For each patient, all medical codes were aggregated and constructed into a sequence chronologically. In order to incorporate temporal information, we inserted an artificial time token (ATT) between two neighboring visits based on their time interval. The following logic was used for creating ATTs based on the following time intervals between visits, if less than 28 days, ATTs take on the form of $W_n$ where n represents the week number ranging from 0-3 (e.g. $W_1$); 2) if between 28 days and 365 days, ATTs are in the form of $M_n$ where n represents the month number ranging from 1-11 e.g $M_{11}$;

  1. beyond 365 days then a LT (Long Term) token is inserted. In addition, we added two more special tokens — VS and VE to represent the start and the end of a visit to explicitly define the visit segment, where all the concepts associated with the visit are subsumed by VS and VE.

"patient_representation"

Pre-requisite

The project is built in python 3.10, and project dependency needs to be installed

Create a new Python virtual environment

python3.10 -m venv .venv;
source .venv/bin/activate;

Build the project

pip install -e .

Download jtds-1.3.1.jar into the spark jars folder in the python environment

cp jtds-1.3.1.jar .venv/lib/python3.10/site-packages/pyspark/jars/

Instructions for Use

1. Download OMOP tables as parquet files

We created a spark app to download OMOP tables from SQL Server as parquet files. You need adjust the properties in db_properties.ini to match with your database setup.

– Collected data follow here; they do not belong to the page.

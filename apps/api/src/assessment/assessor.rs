//! Government Assessment: LLM report with field-level backfill.
//!
//! Flow: local assessment (always built) → `government_assessment` tool call →
//!       field-by-field normalization → blanks taken from the local report.
//!
//! Every backfilled field's dotted path (`riskAssessment.policyRisk.source`)
//! is appended to `insufficientInfo`, so the client can tell which parts of
//! the report the model did not support.

use serde::Serialize;
use serde_json::Value;
use tracing::{info, warn};

use crate::assessment::local::generate_local_assessment;
use crate::assessment::prompts::{
    government_assessment_tool, ASSESSMENT_PROMPT_TEMPLATE, ASSESSMENT_ROLE,
};
use crate::errors::AppError;
use crate::llm_client::prompts::system_prompt;
use crate::llm_client::LlmClient;
use crate::matching::scoring::to_prompt_json;
use crate::models::assessment::{
    CompanyProfile, Conclusion, CoreValue, CredibilityLevel, GovernmentAssessment,
    IndustryMatch, IntroduceRecommendation, IntroductionStrategy, LandingAssessment, MatchLevel,
    RiskAssessment, RiskItem, NEGOTIATION_TERM_COUNT,
};
use crate::models::company::{Company, RequirementProfile};
use crate::models::Source;
use crate::normalize::{dedup_preserving_order, int_field, payload_value, sentence_list, string_field};

#[derive(Debug, Clone, Serialize)]
pub struct AssessmentResult {
    pub assessment: GovernmentAssessment,
    pub source: Source,
}
//! Axum route handlers for the Matching API.

use axum::{
    extract::{Path, State},
    Json,
};
use serde::{Deserialize, Serialize};

use crate::errors::AppError;
use crate::matching::analysis::{analyze_company, AnalysisResult};
use crate::matching::matcher::{run_match, MatchOutcome};
use crate::matching::requirement_parser::{parse_requirement, ParsedRequirement};
use crate::matching::scoring::pre_filter;
use crate::models::company::{Company, MatchedCompany, RequirementProfile};
use crate::state::AppState;

// ────────────────────────────────────────────────────────────────────────────
// Request / Response types
// ────────────────────────────────────────────────────────────────────────────

#[derive(Debug, Deserialize)]
pub struct RequirementRequest {
    pub requirement_text: String,
}

#[derive(Debug, Deserialize)]
pub struct ScoreRequest {
    pub profile: RequirementProfile,
    /// Scored as given. When absent the catalog is pre-filtered and scored.
    pub companies: Option<Vec<Company>>,
}

#[derive(Debug, Serialize)]
pub struct ScoreResponse {
    pub total_matched: usize,
    pub matches: Vec<MatchedCompany>,
}

#[derive(Debug, Serialize)]
pub struct CompanyListResponse {
    pub companies: Vec<Company>,
}

#[derive(Debug, Deserialize)]
pub struct AnalysisRequest {
    pub requirement_text: String,
    pub company_id: Option<String>,
    pub company: Option<Company>,
}

pub(crate) fn require_text(text: &str) -> Result<(), AppError> {
    if text.trim().is_empty() {
        return Err(AppError::Validation(
            "requirement_text cannot be empty".to_string(),
        ));
    }
    Ok(())
}

/// The company a request names: inline record first, then a catalog id.
pub(crate) fn resolve_company(
    state: &AppState,
    company: Option<Company>,
    company_id: Option<&str>,
) -> Result<Company, AppError> {
    if let Some(company) = company {
        if company.name.trim().is_empty() {
            return Err(AppError::Validation("company.name cannot be empty".to_string()));
        }
        return Ok(company);
    }
    let id = company_id
        .filter(|id| !id.trim().is_empty())
        .ok_or_else(|| AppError::Validation("company or company_id is required".to_string()))?;
    state
        .catalog
        .get(id)
        .cloned()
        .ok_or_else(|| AppError::NotFound(format!("Company {id} not found")))
}

// ────────────────────────────────────────────────────────────────────────────
// Handlers
// ────────────────────────────────────────────────────────────────────────────

/// POST /api/v1/requirements/parse
///
/// Parses a requirement into a profile. Always answers; `source` says whether
/// the LLM, the keyword parser, or both produced it.
pub async fn handle_parse_requirement(
    State(state): State<AppState>,
    Json(request): Json<RequirementRequest>,
) -> Result<Json<ParsedRequirement>, AppError> {
    require_text(&request.requirement_text)?;

    let parsed = parse_requirement(&request.requirement_text, &state.llm).await;

    Ok(Json(parsed))
}

/// POST /api/v1/matches
///
/// Full pipeline: parse → candidates → pre-filter → score → truncate.
pub async fn handle_match(
    State(state): State<AppState>,
    Json(request): Json<RequirementRequest>,
) -> Result<Json<MatchOutcome>, AppError> {
    require_text(&request.requirement_text)?;

    let outcome = run_match(
        &request.requirement_text,
        &state.llm,
        &state.catalog,
        state.scorer.as_ref(),
        state.config.match_limit,
    )
    .await?;

    Ok(Json(outcome))
}

/// POST /api/v1/matches/score
pub async fn handle_score(
    State(state): State<AppState>,
    Json(request): Json<ScoreRequest>,
) -> Result<Json<ScoreResponse>, AppError> {
    let candidates = match request.companies {
        Some(companies) => companies,
        None => pre_filter(&request.profile, state.catalog.all()),
    };

    let mut matches = state.scorer.score(&request.profile, &candidates).await?;
    let total_matched = matches.len();
    matches.truncate(state.config.match_limit);

    Ok(Json(ScoreResponse {
        total_matched,
        matches,
    }))
}

/// GET /api/v1/companies
pub async fn handle_list_companies(State(state): State<AppState>) -> Json<CompanyListResponse> {
    Json(CompanyListResponse {
        companies: state.catalog.all().to_vec(),
    })
}

/// GET /api/v1/companies/:id
pub async fn handle_get_company(
    State(state): State<AppState>,
    Path(company_id): Path<String>,
) -> Result<Json<Company>, AppError> {
    let company = resolve_company(&state, None, Some(&company_id))?;
    Ok(Json(company))
}

/// POST /api/v1/companies/analysis
///
/// Short analysis of one company (inline record or catalog id) against a requirement.
pub async fn handle_analyze_company(
    State(state): State<AppState>,
    Json(request): Json<AnalysisRequest>,
) -> Result<Json<AnalysisResult>, AppError> {
    require_text(&request.requirement_text)?;
    let company = resolve_company(&state, request.company, request.company_id.as_deref())?;

    let result = analyze_company(&request.requirement_text, &company, &state.llm).await;

    Ok(Json(result))
}
//! Static news shown when nothing is stored yet or the store is unreachable.

use chrono::NaiveDate;

use crate::models::news::NewsItem;

struct FallbackEntry {
    title: &'static str,
    company: &'static str,
    industry: &'static str,
    category: &'static str,
    amount: &'static str,
    investors: &'static str,
    content: &'static str,
    thumbnail: &'static str,
}

const FALLBACK_NEWS: [FallbackEntry; 5] = [
    FallbackEntry {
        title: "人工智能初创公司完成新一轮融资",
        company: "AI科技",
        industry: "人工智能",
        category: "tech",
        amount: "数千万美元",
        investors: "知名投资机构",
        content: "近期，多家人工智能领域的初创公司相继完成新一轮融资，反映出资本市场对AI技术的持续看好。",
        thumbnail: "https://images.unsplash.com/photo-1677442136019-21780ecad995?w=400&h=300&fit=crop",
    },
    FallbackEntry {
        title: "新能源企业获得战略投资",
        company: "绿能科技",
        industry: "新能源",
        category: "energy",
        amount: "亿元级别",
        investors: "产业资本",
        content: "随着碳中和目标的推进，新能源领域持续受到资本关注，多家企业获得重要融资。",
        thumbnail: "https://images.unsplash.com/photo-1509391366360-2e959784a276?w=400&h=300&fit=crop",
    },
    FallbackEntry {
        title: "医疗健康赛道融资活跃",
        company: "生物医药",
        industry: "医疗健康",
        category: "healthcare",
        amount: "数亿元",
        investors: "医疗产业基金",
        content: "医疗健康领域的创新企业持续获得资本青睐，生物医药、医疗器械等细分赛道表现活跃。",
        thumbnail: "https://images.unsplash.com/photo-1576091160399-112ba8d25d1f?w=400&h=300&fit=crop",
    },
    FallbackEntry {
        title: "消费科技公司完成B轮融资",
        company: "智能消费",
        industry: "消费科技",
        category: "consumer",
        amount: "千万美元",
        investors: "消费领域投资人",
        content: "消费科技领域的创新企业受到市场关注，智能硬件、消费电子等方向持续获得投资。",
        thumbnail: "https://images.unsplash.com/photo-1556742049-0cfed4f6a45d?w=400&h=300&fit=crop",
    },
    FallbackEntry {
        title: "企业服务SaaS获得融资",
        company: "云服务商",
        industry: "企业服务",
        category: "enterprise",
        amount: "数千万元",
        investors: "SaaS投资机构",
        content: "企业数字化转型加速，SaaS服务商持续获得资本支持，云计算、协同办公等领域表现突出。",
        thumbnail: "https://images.unsplash.com/photo-1460925895917-afdab827c52f?w=400&h=300&fit=crop",
    },
];

/// The static list, every item dated `today`.
pub fn fallback_news(today: NaiveDate) -> Vec<NewsItem> {
    let date = today.format("%Y-%m-%d").to_string();
    FALLBACK_NEWS
        .iter()
        .enumerate()
        .map(|(i, entry)| NewsItem {
            id: format!("fallback-{}", i + 1),
            title: entry.title.to_string(),
            company: entry.company.to_string(),
            industry: entry.industry.to_string(),
            category: entry.category.to_string(),
            amount: entry.amount.to_string(),
            investors: entry.investors.to_string(),
            publish_date: date.clone(),
            content: entry.content.to_string(),
            thumbnail: Some(entry.thumbnail.to_string()),
        })
        .collect()
}
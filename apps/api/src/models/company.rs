use serde::{Deserialize, Serialize};

use crate::models::Source;

/// A candidate company, either from the embedded catalog or generated by the LLM.
#[derive(Debug, Clone, Default, PartialEq, Serialize, Deserialize)]
#[serde(default)]
pub struct Company {
    pub id: String,
    pub name: String,
    pub city: String,
    pub province: String,
    pub industry: Vec<String>,
    pub track: String,
    pub register_year: i32,
    pub last_round: String,
    /// `YYYY-MM` or `YYYY-MM-DD`.
    pub last_round_date: String,
    pub last_round_amount: String,
    pub investors: Vec<String>,
    pub headline: String,
    pub business_summary: String,
    pub news_snippet: String,
    /// 早期 | 快速增长 | 成熟期 (free text from the LLM path)
    pub growth_stage: String,
    pub tags: Vec<String>,
    #[serde(skip_serializing_if = "Option::is_none")]
    pub raw_news_text: Option<String>,
}

impl Company {
    /// Year of the last financing round, read from the leading digits of the date.
    pub fn last_round_year(&self) -> Option<i32> {
        let digits: String = self
            .last_round_date
            .trim()
            .chars()
            .take_while(|c| c.is_ascii_digit())
            .collect();
        if digits.len() == 4 {
            digits.parse().ok()
        } else {
            None
        }
    }
}

/// Structured filters extracted from a free-text requirement.
#[derive(Debug, Clone, Default, PartialEq, Serialize, Deserialize)]
#[serde(default)]
pub struct RequirementProfile {
    pub region_preference: Vec<String>,
    pub industry_preference: Vec<String>,
    pub stage_preference: Vec<String>,
    pub time_window: String,
    pub extra_preferences: Vec<String>,
    pub scenario: String,
}

impl RequirementProfile {
    pub fn is_empty(&self) -> bool {
        self.region_preference.is_empty()
            && self.industry_preference.is_empty()
            && self.stage_preference.is_empty()
            && self.extra_preferences.is_empty()
            && self.time_window.trim().is_empty()
            && self.scenario.trim().is_empty()
    }

    /// True when none of the three filtering criteria is set.
    pub fn has_no_core_filters(&self) -> bool {
        self.region_preference.is_empty()
            && self.industry_preference.is_empty()
            && self.stage_preference.is_empty()
    }
}

#[derive(Debug, Clone, Serialize, Deserialize)]
pub struct MatchedCompany {
    pub company_id: String,
    /// 0 – 100
    pub match_score: u32,
    pub match_reason: String,
    pub company: Company,
    pub source: Source,
}

#[derive(Debug, Clone, Copy, Default, PartialEq, Eq, Serialize, Deserialize)]
pub enum Recommendation {
    #[default]
    #[serde(rename = "推荐")]
    Recommended,
    #[serde(rename = "谨慎推荐")]
    Cautious,
    #[serde(rename = "不推荐")]
    NotRecommended,
}

impl Recommendation {
    /// Reads any phrasing that carries one of the three verdicts.
    pub fn from_loose(text: &str) -> Option<Self> {
        if text.contains("不推荐") || text.contains("不建议") {
            Some(Self::NotRecommended)
        } else if text.contains("谨慎") {
            Some(Self::Cautious)
        } else if text.contains("推荐") {
            Some(Self::Recommended)
        } else {
            None
        }
    }
}

/// Short investment-attraction analysis of one company.
#[derive(Debug, Clone, Default, PartialEq, Serialize, Deserialize)]
#[serde(rename_all = "camelCase", default)]
pub struct CompanyAnalysis {
    pub match_points: Vec<String>,
    pub risks: Vec<String>,
    pub suitable_venue: String,
    pub recommendation: Recommendation,
    pub recommendation_reason: String,
}

#[cfg(test)]
mod tests {
    use super::*;

    #[test]
    fn test_company_deserializes_with_missing_fields() {
        let company: Company = serde_json::from_str(r#"{"id":"c1","name":"测试科技"}"#).unwrap();
        assert_eq!(company.name, "测试科技");
        assert!(company.industry.is_empty());
        assert_eq!(company.register_year, 0);
    }

    #[test]
    fn test_last_round_year() {
        let mut company = Company {
            last_round_date: "2024-03".to_string(),
            ..Default::default()
        };
        assert_eq!(company.last_round_year(), Some(2024));
        company.last_round_date = "近期".to_string();
        assert_eq!(company.last_round_year(), None);
    }

    #[test]
    fn test_profile_emptiness() {
        let mut profile = RequirementProfile::default();
        assert!(profile.is_empty());
        assert!(profile.has_no_core_filters());
        profile.scenario = "产业园".to_string();
        assert!(!profile.is_empty());
        assert!(profile.has_no_core_filters());
    }

    #[test]
    fn test_recommendation_serializes_as_chinese() {
        let json = serde_json::to_string(&Recommendation::Cautious).unwrap();
        assert_eq!(json, "\"谨慎推荐\"");
    }

    #[test]
    fn test_recommendation_from_loose() {
        assert_eq!(
            Recommendation::from_loose("建议：不推荐引入"),
            Some(Recommendation::NotRecommended)
        );
        assert_eq!(
            Recommendation::from_loose("谨慎推荐"),
            Some(Recommendation::Cautious)
        );
        assert_eq!(
            Recommendation::from_loose("强烈推荐"),
            Some(Recommendation::Recommended)
        );
        assert_eq!(Recommendation::from_loose("待定"), None);
    }

    #[test]
    fn test_analysis_uses_camel_case() {
        let value = serde_json::to_value(CompanyAnalysis::default()).unwrap();
        assert!(value.get("matchPoints").is_some());
        assert!(value.get("recommendationReason").is_some());
    }
}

PYTHONPATH=./: spark-submit tools/download_omop_tables.py -c db_properties.ini -tc person visit_occurrence condition_occurrence procedure_occurrence drug_exposure measurement observation_period concept concept_relationship concept_ancestor -o ~/Documents/omop_test/

We have prepared a synthea dataset with 1M patients for you to test, you could download it at omop_synthea.tar.gz

tar -xvf omop_synthea.tar ~/Document/omop_test/

2. Generate training data for CEHR-BERT

We order the patient events in chronological order and put all data points in a sequence. We insert artificial tokens VS (visit start) and VE (visit end) to the start and the end of the visit. In addition, we insert artificial time tokens (ATT) between visits to indicate the time interval between visits. This approach allows us to apply BERT to structured EHR as-is. The sequence can be seen conceptually as [VS] [V1] [VE] [ATT] [VS] [V2] [VE], where [V1] and [V2] represent a list of concepts associated with those visits.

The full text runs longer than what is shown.